Content starts

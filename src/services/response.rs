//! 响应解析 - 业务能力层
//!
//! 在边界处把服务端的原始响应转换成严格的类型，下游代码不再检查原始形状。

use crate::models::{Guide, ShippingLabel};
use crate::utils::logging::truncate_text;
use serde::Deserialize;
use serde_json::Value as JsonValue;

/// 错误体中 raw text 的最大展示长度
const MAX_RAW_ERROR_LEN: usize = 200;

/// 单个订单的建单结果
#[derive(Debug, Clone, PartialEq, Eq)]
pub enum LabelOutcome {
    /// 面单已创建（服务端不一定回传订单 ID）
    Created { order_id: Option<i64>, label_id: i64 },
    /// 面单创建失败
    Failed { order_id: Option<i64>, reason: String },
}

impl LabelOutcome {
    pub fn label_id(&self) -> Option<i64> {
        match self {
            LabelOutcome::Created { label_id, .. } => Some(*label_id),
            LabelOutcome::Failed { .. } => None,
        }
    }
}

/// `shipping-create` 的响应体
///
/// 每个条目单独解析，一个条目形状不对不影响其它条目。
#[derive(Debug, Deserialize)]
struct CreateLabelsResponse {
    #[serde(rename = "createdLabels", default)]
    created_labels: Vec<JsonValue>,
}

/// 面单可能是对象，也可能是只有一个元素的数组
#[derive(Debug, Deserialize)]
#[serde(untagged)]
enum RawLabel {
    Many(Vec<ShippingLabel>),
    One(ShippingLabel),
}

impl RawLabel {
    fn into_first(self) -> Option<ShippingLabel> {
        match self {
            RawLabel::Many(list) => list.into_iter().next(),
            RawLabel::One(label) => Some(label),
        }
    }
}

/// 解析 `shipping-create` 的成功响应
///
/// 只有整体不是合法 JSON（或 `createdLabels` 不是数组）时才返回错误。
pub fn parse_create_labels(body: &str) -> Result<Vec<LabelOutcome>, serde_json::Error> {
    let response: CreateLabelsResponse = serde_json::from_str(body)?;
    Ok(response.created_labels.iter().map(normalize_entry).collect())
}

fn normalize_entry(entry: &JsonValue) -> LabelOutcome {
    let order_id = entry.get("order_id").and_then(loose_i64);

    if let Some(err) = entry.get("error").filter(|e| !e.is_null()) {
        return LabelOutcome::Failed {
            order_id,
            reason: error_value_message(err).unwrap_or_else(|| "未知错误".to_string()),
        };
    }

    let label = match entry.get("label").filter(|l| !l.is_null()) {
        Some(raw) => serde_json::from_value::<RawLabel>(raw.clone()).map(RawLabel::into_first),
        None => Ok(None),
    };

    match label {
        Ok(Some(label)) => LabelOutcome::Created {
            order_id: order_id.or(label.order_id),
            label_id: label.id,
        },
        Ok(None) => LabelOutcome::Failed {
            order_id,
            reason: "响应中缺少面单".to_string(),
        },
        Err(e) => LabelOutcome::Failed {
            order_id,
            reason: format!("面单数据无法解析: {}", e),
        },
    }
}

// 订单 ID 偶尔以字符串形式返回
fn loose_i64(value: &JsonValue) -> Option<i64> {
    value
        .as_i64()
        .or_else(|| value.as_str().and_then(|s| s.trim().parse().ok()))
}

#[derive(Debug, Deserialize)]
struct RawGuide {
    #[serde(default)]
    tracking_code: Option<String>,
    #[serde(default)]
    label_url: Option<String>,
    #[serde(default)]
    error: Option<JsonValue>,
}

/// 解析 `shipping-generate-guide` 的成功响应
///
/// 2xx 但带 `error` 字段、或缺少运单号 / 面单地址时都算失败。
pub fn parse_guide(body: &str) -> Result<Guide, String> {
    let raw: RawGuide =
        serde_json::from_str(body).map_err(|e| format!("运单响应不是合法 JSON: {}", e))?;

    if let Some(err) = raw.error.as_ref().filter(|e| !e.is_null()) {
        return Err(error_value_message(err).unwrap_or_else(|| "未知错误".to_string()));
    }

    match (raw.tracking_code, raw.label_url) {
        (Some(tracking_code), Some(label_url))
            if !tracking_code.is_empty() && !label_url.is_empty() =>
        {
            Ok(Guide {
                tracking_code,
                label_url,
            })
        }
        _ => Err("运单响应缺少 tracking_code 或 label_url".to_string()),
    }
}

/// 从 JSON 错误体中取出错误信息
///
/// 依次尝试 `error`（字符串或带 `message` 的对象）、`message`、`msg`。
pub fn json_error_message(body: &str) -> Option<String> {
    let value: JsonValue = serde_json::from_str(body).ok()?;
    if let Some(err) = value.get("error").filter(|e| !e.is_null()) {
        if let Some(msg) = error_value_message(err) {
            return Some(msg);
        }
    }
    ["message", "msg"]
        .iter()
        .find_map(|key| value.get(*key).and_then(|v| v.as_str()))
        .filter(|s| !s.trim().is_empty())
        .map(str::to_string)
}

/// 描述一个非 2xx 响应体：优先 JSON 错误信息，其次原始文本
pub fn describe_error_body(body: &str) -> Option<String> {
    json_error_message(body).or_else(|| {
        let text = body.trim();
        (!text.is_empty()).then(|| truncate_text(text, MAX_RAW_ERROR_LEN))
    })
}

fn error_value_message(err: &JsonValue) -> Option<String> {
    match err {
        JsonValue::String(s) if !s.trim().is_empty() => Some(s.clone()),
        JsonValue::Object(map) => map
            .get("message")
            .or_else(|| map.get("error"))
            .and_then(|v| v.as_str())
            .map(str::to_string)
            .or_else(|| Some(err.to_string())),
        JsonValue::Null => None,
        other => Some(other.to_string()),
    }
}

Content ends
Content starts

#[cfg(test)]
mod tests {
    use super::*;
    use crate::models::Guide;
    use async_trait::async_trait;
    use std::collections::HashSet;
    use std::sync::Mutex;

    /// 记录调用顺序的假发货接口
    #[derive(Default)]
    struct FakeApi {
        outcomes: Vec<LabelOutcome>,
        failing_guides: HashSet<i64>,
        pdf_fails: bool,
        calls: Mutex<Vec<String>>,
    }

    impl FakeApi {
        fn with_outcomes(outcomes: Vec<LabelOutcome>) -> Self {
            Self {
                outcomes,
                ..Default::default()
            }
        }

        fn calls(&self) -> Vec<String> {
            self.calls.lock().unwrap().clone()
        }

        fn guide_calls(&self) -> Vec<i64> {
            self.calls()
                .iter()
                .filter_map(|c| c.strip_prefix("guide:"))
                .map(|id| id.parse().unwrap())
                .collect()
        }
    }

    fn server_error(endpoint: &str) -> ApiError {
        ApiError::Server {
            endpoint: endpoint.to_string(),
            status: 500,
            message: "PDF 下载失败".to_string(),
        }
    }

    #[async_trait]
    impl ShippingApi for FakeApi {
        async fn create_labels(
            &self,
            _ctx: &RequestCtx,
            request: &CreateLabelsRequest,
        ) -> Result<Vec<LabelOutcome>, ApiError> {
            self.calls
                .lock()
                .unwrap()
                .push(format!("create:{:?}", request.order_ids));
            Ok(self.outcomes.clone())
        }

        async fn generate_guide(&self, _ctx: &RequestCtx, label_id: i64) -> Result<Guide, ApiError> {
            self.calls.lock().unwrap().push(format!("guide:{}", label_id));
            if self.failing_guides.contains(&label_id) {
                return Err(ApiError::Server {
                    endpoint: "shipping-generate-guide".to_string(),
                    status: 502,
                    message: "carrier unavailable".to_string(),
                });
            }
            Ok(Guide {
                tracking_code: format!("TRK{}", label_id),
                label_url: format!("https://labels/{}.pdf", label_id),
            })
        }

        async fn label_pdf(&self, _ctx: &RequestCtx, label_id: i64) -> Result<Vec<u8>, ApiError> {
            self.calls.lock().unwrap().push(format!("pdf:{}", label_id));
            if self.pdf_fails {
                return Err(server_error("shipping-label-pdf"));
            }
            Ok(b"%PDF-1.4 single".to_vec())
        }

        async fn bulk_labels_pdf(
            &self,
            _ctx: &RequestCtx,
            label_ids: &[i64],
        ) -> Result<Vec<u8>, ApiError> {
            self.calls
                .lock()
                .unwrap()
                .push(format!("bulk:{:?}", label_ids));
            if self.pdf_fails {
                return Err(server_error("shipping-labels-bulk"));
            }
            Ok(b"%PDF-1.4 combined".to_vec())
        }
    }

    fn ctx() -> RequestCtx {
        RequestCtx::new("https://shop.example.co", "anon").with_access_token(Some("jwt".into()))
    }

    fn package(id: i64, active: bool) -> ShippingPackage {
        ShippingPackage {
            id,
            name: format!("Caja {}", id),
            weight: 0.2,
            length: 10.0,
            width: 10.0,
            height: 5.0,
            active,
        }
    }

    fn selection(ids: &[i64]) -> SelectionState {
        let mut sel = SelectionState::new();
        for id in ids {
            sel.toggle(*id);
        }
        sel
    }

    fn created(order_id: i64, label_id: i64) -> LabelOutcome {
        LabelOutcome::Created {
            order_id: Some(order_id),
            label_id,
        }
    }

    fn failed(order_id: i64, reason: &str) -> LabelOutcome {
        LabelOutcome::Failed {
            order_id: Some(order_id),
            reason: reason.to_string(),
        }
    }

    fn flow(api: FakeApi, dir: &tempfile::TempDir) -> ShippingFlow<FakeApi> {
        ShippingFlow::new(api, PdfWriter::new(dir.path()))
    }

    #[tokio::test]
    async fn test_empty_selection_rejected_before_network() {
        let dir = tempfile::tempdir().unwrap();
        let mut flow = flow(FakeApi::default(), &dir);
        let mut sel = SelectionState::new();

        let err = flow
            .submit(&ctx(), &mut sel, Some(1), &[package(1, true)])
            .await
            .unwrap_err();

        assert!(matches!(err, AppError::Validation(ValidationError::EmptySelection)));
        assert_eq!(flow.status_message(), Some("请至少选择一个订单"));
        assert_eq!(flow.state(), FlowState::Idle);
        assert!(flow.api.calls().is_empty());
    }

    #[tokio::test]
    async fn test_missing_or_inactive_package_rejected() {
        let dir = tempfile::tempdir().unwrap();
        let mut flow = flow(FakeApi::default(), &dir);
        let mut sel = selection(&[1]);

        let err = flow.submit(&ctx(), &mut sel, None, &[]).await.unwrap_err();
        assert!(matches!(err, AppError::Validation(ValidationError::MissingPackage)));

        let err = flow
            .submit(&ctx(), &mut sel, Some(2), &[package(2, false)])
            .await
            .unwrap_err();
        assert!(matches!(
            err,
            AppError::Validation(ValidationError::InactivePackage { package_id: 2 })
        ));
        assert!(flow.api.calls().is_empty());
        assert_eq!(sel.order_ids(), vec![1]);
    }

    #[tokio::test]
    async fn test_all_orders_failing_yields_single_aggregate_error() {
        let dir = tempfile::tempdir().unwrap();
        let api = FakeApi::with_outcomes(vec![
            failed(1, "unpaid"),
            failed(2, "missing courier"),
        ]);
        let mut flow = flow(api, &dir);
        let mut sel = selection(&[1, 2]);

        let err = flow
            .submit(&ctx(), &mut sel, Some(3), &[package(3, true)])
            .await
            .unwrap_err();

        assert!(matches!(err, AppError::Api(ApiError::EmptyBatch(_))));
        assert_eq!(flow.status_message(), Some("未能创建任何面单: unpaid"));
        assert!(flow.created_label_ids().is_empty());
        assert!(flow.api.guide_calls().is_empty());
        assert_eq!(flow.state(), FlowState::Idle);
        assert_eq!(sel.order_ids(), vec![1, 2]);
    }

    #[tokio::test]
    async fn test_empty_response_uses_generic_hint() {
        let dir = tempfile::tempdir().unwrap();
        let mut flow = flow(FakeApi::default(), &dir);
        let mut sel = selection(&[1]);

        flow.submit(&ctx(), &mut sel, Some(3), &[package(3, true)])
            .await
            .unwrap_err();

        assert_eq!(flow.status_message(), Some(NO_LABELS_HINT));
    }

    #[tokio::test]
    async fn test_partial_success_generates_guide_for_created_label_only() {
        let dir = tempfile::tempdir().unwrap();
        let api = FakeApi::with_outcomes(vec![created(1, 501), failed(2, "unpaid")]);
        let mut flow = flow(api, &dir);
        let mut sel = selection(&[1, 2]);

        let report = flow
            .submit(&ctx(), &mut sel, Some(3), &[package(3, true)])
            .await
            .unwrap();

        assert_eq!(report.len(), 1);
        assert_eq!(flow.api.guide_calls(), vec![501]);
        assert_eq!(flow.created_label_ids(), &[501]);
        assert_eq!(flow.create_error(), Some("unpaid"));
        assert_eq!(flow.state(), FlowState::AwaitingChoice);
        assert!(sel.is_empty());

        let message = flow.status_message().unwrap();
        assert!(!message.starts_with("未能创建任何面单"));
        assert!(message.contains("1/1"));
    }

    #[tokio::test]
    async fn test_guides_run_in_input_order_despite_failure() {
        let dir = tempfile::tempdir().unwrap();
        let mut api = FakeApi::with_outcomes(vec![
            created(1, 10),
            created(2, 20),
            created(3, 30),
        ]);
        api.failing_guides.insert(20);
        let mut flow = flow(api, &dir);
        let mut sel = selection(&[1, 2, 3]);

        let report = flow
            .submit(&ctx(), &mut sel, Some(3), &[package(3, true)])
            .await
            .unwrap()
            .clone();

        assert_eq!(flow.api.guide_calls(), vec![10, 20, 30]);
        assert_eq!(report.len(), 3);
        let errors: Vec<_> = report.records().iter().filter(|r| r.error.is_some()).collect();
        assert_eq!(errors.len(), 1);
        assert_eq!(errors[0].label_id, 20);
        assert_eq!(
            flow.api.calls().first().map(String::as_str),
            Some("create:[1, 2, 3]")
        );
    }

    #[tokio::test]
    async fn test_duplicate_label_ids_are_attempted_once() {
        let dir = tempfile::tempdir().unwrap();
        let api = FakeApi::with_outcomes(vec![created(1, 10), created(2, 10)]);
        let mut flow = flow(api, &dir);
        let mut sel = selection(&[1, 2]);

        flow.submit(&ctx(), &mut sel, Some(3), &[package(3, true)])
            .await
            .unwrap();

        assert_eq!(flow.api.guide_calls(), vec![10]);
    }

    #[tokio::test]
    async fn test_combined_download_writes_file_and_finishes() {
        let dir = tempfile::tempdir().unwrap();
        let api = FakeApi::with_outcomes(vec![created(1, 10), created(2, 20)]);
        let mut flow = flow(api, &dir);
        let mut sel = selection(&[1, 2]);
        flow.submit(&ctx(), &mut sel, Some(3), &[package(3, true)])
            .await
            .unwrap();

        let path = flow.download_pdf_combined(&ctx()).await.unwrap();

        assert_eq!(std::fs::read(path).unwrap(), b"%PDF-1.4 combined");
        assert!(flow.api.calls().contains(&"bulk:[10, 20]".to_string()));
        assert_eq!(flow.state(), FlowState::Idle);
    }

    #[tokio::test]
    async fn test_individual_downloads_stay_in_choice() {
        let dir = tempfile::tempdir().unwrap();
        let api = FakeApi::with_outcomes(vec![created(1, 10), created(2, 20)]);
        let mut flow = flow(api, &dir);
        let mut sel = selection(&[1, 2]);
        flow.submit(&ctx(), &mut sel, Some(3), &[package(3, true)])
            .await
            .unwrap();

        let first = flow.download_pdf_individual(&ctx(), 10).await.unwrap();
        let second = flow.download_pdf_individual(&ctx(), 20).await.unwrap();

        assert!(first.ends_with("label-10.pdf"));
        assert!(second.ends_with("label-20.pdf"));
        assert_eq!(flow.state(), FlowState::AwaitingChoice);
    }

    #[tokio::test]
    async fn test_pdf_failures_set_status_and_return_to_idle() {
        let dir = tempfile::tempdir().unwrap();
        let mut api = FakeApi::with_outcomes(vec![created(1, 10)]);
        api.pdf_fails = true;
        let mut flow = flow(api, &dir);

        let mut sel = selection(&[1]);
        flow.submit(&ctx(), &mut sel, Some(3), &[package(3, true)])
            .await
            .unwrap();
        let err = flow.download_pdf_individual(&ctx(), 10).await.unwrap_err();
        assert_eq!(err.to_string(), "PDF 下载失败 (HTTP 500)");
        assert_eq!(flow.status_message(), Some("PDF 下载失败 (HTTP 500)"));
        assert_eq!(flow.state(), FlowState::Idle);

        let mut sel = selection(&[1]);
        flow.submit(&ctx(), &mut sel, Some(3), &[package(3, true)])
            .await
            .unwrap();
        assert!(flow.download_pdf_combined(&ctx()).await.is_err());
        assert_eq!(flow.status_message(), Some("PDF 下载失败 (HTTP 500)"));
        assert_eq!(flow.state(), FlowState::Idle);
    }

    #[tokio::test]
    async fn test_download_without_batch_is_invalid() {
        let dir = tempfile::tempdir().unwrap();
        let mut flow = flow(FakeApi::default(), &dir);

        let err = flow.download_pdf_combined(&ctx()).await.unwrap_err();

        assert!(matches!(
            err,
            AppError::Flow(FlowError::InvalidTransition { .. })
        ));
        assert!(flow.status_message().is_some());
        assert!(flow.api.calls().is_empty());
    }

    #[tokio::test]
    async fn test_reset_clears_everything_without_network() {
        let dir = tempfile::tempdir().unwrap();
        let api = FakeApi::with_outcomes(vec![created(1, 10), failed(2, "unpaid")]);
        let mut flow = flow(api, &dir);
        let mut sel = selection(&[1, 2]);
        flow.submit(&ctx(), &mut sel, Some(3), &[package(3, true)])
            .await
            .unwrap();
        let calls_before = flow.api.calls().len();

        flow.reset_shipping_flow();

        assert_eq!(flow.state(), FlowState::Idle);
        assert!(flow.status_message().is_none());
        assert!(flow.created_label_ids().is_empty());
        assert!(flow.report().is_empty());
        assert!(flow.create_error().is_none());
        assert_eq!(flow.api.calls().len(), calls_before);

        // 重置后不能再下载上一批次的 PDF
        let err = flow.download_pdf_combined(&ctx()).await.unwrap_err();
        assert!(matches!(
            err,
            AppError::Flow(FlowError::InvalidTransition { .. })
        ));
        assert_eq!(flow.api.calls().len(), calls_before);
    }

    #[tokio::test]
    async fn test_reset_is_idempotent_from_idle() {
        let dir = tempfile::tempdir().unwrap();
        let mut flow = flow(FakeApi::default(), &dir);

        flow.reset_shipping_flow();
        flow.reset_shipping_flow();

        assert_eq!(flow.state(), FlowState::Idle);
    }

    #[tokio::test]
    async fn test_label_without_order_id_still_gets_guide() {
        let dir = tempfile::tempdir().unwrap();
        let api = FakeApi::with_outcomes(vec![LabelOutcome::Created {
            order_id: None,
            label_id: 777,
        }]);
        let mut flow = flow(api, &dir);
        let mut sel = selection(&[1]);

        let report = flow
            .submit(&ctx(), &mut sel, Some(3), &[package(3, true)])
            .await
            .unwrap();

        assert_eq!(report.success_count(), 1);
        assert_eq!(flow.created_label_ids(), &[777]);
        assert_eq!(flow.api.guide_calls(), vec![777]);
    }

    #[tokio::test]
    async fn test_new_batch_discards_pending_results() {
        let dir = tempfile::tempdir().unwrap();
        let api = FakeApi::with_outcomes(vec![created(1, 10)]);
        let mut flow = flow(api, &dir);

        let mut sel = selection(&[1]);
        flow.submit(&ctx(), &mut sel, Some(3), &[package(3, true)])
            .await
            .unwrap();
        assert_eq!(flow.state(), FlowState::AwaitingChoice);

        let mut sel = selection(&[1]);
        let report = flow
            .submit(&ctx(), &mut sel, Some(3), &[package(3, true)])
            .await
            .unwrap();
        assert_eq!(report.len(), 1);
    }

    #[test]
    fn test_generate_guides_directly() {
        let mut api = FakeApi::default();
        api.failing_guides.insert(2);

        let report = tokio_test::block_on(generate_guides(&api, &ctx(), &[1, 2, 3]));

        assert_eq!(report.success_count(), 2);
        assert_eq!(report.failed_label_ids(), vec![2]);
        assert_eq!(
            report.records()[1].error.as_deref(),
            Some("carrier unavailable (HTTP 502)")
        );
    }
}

Content ends

If a line in the material holds "impl", copy it.

impl LabelOutcome {
impl RawLabel {
    impl FakeApi {
    impl ShippingApi for FakeApi {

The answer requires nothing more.